TASK INSTRUCTIONS
Lines holding the word "guard" must be located in the listing below and copied.

THE DATA
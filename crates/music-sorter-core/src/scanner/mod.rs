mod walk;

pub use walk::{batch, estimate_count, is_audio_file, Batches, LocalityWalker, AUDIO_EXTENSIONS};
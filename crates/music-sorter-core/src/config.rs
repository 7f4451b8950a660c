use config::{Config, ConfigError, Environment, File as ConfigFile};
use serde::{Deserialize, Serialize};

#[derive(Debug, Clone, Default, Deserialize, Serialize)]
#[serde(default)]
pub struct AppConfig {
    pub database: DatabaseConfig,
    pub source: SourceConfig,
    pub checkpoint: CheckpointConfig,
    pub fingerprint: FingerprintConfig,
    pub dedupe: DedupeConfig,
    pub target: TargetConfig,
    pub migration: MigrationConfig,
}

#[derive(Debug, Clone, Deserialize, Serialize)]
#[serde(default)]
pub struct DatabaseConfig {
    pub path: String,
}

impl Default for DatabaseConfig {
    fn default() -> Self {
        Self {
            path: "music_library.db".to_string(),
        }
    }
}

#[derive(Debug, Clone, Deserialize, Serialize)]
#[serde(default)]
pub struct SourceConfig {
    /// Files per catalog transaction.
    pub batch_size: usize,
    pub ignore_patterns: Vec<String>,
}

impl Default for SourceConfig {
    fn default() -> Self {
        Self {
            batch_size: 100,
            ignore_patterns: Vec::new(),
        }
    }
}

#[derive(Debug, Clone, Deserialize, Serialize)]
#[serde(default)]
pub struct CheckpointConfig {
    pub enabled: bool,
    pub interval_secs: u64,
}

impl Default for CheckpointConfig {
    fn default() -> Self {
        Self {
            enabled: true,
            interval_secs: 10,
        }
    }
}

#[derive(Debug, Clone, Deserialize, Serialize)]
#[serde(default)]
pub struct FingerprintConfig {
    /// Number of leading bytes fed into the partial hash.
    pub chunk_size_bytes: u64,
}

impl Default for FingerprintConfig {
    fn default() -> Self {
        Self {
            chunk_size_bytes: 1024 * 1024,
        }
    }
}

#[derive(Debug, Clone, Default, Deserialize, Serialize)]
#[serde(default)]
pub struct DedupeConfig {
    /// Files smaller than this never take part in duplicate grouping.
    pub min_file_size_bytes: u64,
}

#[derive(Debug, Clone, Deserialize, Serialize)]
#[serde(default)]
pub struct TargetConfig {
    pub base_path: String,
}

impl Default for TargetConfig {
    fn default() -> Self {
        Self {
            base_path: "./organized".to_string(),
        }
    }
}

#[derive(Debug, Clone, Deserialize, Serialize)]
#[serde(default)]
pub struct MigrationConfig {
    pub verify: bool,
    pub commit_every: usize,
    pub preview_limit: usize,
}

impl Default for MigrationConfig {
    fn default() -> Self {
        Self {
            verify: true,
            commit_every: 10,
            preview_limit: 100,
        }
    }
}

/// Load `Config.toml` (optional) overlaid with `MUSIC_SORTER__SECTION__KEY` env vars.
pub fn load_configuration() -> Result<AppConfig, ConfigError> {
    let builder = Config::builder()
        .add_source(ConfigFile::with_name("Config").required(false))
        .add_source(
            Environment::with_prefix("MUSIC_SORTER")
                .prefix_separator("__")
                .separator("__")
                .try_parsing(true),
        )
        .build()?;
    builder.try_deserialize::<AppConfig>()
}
...
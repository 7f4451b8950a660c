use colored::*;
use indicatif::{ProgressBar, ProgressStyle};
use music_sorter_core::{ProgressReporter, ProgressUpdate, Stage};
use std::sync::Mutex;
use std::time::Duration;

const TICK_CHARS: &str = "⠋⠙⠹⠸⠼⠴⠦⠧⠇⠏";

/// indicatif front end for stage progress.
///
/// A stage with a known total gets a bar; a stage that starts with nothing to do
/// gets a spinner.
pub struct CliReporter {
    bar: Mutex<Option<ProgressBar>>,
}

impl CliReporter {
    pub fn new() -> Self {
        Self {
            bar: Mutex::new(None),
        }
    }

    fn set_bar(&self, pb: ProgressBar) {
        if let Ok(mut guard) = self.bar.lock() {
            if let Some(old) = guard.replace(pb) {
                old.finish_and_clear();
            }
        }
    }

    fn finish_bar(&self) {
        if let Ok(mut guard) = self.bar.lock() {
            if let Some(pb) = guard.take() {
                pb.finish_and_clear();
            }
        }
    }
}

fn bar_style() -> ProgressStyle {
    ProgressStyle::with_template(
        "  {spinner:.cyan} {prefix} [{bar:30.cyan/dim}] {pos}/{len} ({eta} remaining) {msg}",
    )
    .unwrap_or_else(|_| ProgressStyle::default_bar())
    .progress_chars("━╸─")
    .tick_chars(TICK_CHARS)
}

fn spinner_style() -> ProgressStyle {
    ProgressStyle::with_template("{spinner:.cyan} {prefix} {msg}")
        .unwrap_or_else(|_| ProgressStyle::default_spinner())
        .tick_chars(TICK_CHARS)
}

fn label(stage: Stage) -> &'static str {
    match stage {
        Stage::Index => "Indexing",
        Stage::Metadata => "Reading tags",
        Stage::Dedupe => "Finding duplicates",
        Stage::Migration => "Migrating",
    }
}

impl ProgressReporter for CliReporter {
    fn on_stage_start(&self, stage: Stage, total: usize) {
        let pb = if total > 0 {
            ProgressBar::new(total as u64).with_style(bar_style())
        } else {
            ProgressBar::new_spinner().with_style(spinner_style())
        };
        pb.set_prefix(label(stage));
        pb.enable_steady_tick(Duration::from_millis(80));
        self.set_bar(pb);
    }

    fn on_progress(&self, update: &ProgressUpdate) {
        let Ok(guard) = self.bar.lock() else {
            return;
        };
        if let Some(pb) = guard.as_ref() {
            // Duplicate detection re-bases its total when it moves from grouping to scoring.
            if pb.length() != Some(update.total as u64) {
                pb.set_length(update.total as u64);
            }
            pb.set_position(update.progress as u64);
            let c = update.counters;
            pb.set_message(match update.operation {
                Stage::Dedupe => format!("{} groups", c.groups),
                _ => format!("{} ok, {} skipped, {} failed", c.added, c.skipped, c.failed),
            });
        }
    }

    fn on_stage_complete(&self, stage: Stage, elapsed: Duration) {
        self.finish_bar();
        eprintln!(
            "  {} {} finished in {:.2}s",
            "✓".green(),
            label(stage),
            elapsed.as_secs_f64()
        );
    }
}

REPLY TO THE EXERCISE
        if let Ok(mut guard) = self.bar.lock() {
            if let Some(old) = guard.replace(pb) {
        if let Ok(mut guard) = self.bar.lock() {
            if let Some(pb) = guard.take() {
        let Ok(guard) = self.bar.lock() else {
        if let Some(pb) = guard.as_ref() {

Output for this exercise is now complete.